Con sobradas razones para festejar por lo alto el aniversario 56 del Triunfo de la Revolución, los amancieros reafirman su apego a una vigorosa tradición de luchas y victorias.

Y lo hacen orgullosos de atesorar como estandartes identitarios la alegría, la solidaridad, el espíritu de trabajo y el apego a sus raíces y costumbres.

Con más de 38 900 habitantes, esta porción del oriente cubano conjuga historia y futuro para construir cada día una obra mejor, y prueba de ello son los avances logrados en las esferas económica y social.

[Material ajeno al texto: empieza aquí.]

//! Content fingerprinting.
//!
//! A `verified` status is a trust signal shown to end users, so the
//! fingerprint must be a deterministic, collision-resistant digest of the
//! file bytes — never a stand-in value.
//!
//! ```text
//! fingerprint = "sha256:" + lowercase_hex(SHA256(file_bytes))
//! ```

use std::io;
use std::path::Path;

use sha2::{Digest, Sha256};
use tokio::fs::File;
use tokio::io::AsyncReadExt;

/// Scheme prefix carried by every fingerprint.
pub const FINGERPRINT_PREFIX: &str = "sha256:";

/// Total length of a well-formed fingerprint: prefix + 64 hex chars.
pub const FINGERPRINT_LEN: usize = 71;

const READ_CHUNK: usize = 64 * 1024;

/// Fingerprint an in-memory byte slice.
pub fn fingerprint_bytes(bytes: &[u8]) -> String {
    format!("{}{}", FINGERPRINT_PREFIX, hex::encode(Sha256::digest(bytes)))
}

/// Fingerprint the file at `path`, streaming it in chunks so large
/// documents never sit in memory whole.
pub async fn fingerprint_file(path: impl AsRef<Path>) -> io::Result<String> {
    let mut file = File::open(path).await?;
    let mut hasher = Sha256::new();
    let mut buf = vec![0u8; READ_CHUNK];
    loop {
        let n = file.read(&mut buf).await?;
        if n == 0 {
            break;
        }
        hasher.update(&buf[..n]);
    }
    Ok(format!(
        "{}{}",
        FINGERPRINT_PREFIX,
        hex::encode(hasher.finalize())
    ))
}

/// Check that `value` is shaped like a fingerprint this crate produced.
pub fn is_fingerprint(value: &str) -> bool {
    value.len() == FINGERPRINT_LEN
        && value.starts_with(FINGERPRINT_PREFIX)
        && value[FINGERPRINT_PREFIX.len()..]
            .chars()
            .all(|c| c.is_ascii_hexdigit() && !c.is_ascii_uppercase())
}
//! Durable keyed collection of document records.
//!
//! One namespaced key holds the whole serialized collection in insertion
//! order; every mutation is a read-modify-write over that snapshot. The
//! trait itself does not coordinate concurrent writers — mutations are
//! expected to flow through [`StoreWriter`], which serializes them on a
//! single owned task.

pub mod json_file;
pub mod memory;
pub mod writer;

pub use json_file::JsonFileStore;
pub use memory::MemoryStore;
pub use writer::StoreWriter;

use async_trait::async_trait;
use thiserror::Error;

use crate::types::{DocumentPatch, DocumentRecord, InvalidRecord};

/// Result type for store operations.
pub type StoreResult<T> = Result<T, StorageError>;

/// Errors that can occur against the storage medium.
#[derive(Debug, Error)]
pub enum StorageError {
    /// `save` rejects duplicates so a record id stays unique in the store
    /// for its whole lifetime.
    #[error("duplicate document id: {id}")]
    DuplicateId { id: String },

    /// The id did not match any stored record.
    #[error("document not found: {id}")]
    NotFound { id: String },

    /// The record (or a patched result) violates a model invariant.
    #[error("invalid record: {0}")]
    InvalidRecord(#[from] InvalidRecord),

    /// The storage medium is unavailable.
    #[error("storage I/O failed: {message}")]
    Io { message: String },

    /// The collection could not be (de)serialized.
    #[error("serialization failed: {message}")]
    Serde { message: String },

    /// Invalid store specification.
    #[error("invalid store spec '{spec}': {reason}")]
    InvalidSpec { spec: String, reason: String },

    /// The writer task is gone; no further mutations are possible.
    #[error("store writer is closed")]
    Closed,
}

impl StorageError {
    pub fn is_duplicate_id(&self) -> bool {
        matches!(self, Self::DuplicateId { .. })
    }

    pub fn is_not_found(&self) -> bool {
        matches!(self, Self::NotFound { .. })
    }
}

impl From<std::io::Error> for StorageError {
    fn from(err: std::io::Error) -> Self {
        Self::Io {
            message: err.to_string(),
        }
    }
}

impl From<serde_json::Error> for StorageError {
    fn from(err: serde_json::Error) -> Self {
        Self::Serde {
            message: err.to_string(),
        }
    }
}

/// Parsed store location from CLI/config.
///
/// ```text
/// file:///var/lib/attest
/// memory://
/// ```
#[derive(Debug, Clone, PartialEq, Eq)]
pub enum StoreSpec {
    /// On-disk store rooted at the given directory.
    File { dir: std::path::PathBuf },
    /// Ephemeral in-memory store (testing, dry runs).
    Memory,
}

impl StoreSpec {
    /// Parse a store URL. Only the `file` and `memory` schemes exist; the
    /// backend port is where remote media would plug in.
    pub fn parse(spec: &str) -> StoreResult<Self> {
        if let Some(rest) = spec.strip_prefix("memory://") {
            if !rest.is_empty() {
                return Err(StorageError::InvalidSpec {
                    spec: spec.to_string(),
                    reason: "memory stores take no path".to_string(),
                });
            }
            return Ok(Self::Memory);
        }
        if let Some(path) = spec.strip_prefix("file://") {
            if path.is_empty() {
                return Err(StorageError::InvalidSpec {
                    spec: spec.to_string(),
                    reason: "file stores need a directory path".to_string(),
                });
            }
            return Ok(Self::File { dir: path.into() });
        }
        Err(StorageError::InvalidSpec {
            spec: spec.to_string(),
            reason: "expected a file:// or memory:// scheme".to_string(),
        })
    }

    pub fn is_memory(&self) -> bool {
        matches!(self, Self::Memory)
    }
}

/// The document store contract.
///
/// All operations are async; implementations suspend at their I/O
/// boundaries and never block the caller's thread.
#[async_trait]
pub trait DocumentStore: Send + Sync {
    /// The full collection, in insertion order. Order is significant for
    /// display and must survive reloads.
    async fn load_all(&self) -> StoreResult<Vec<DocumentRecord>>;

    /// Append a new record.
    ///
    /// # Errors
    ///
    /// - `StorageError::DuplicateId` if the id already exists
    /// - `StorageError::InvalidRecord` if the record fails validation
    async fn save(&self, record: &DocumentRecord) -> StoreResult<()>;

    /// Merge `patch` into the record matched by `id`.
    ///
    /// # Errors
    ///
    /// - `StorageError::NotFound` if the id is absent
    /// - `StorageError::InvalidRecord` if the merged record fails validation
    async fn update(&self, id: &str, patch: &DocumentPatch) -> StoreResult<()>;

    /// Remove the record. Idempotent: removing an absent id is a no-op.
    async fn delete(&self, id: &str) -> StoreResult<()>;

    /// Empty the entire collection. Irreversible.
    async fn clear(&self) -> StoreResult<()>;
}

#[cfg(test)]
mod tests {
    use super::*;

    #[test]
    fn test_parse_file_spec() {
        let spec = StoreSpec::parse("file:///var/lib/attest").unwrap();
        assert_eq!(
            spec,
            StoreSpec::File {
                dir: "/var/lib/attest".into()
            }
        );
        assert!(!spec.is_memory());
    }

    #[test]
    fn test_parse_memory_spec() {
        assert!(StoreSpec::parse("memory://").unwrap().is_memory());
    }

    #[test]
    fn test_parse_rejects_unknown_scheme() {
        let err = StoreSpec::parse("s3://bucket/x").unwrap_err();
        assert!(matches!(err, StorageError::InvalidSpec { .. }));
    }

    #[test]
    fn test_parse_rejects_empty_file_path() {
        let err = StoreSpec::parse("file://").unwrap_err();
        assert!(matches!(err, StorageError::InvalidSpec { .. }));
    }

    #[test]
    fn test_parse_rejects_memory_with_path() {
        let err = StoreSpec::parse("memory://nope").unwrap_err();
        assert!(matches!(err, StorageError::InvalidSpec { .. }));
    }
}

Esta comarca guarda con celo momentos trascendentales del devenir histórico de la nación. La unidad de la clase obrera y del pueblo ha sido clave en múltiples acontecimientos y circunstancias excepcionales.

La Revolución abrió nuevos senderos a favor de la justicia y el bienestar de niños, jóvenes, trabajadores, y ancianos, negros, blancos, sin distingos de razas o procedencia social.

En la educación se transitó por nuevos retos para elevar los conocimientos de los pinos nuevos; la salud incrementó sus prestaciones y puso en alto el prestigio de Cuba en otros confines del planeta, y la cultura se reafirmó como sostén del  espíritu del pueblo.

Cada día, los amancieros se levantan con ímpetus renovadores. Para el 2015 continuarán perfeccionando el socialismo con talento y energías creadoras, y preservarán el legado revolucionario y patriótico de un país soberano que enfila sus derroteros hacia la conquista del futuro.